══ Provided material

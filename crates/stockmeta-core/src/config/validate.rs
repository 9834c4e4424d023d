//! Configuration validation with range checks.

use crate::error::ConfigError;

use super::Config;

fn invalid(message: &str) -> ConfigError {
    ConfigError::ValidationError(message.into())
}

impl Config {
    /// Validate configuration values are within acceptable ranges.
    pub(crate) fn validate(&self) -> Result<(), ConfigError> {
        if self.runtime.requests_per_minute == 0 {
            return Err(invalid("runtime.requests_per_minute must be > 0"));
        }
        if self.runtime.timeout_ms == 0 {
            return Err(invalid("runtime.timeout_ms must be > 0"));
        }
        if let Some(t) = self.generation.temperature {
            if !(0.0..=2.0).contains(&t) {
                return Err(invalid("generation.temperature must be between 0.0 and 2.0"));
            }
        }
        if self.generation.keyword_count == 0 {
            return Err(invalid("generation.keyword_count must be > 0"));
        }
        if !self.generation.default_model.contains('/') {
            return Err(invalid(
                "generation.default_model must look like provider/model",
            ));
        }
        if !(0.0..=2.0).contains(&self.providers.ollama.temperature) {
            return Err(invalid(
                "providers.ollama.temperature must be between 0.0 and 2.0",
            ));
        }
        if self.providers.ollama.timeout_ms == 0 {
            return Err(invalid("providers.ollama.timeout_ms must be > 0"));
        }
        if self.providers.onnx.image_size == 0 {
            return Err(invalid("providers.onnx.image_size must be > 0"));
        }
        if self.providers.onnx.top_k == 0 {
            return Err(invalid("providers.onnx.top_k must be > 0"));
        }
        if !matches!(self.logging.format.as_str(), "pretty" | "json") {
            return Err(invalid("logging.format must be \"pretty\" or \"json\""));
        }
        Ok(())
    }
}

════

- [What to do] Only the lines from the one containing "if self.providers.onnx.top_k == 0" through the end of the entries above should be written out, exactly and in full.

- [Reply]
        if self.providers.onnx.top_k == 0 {
            return Err(invalid("providers.onnx.top_k must be > 0"));
        }
        if !matches!(self.logging.format.as_str(), "pretty" | "json") {
            return Err(invalid("logging.format must be \"pretty\" or \"json\""));
        }
        Ok(())
    }
}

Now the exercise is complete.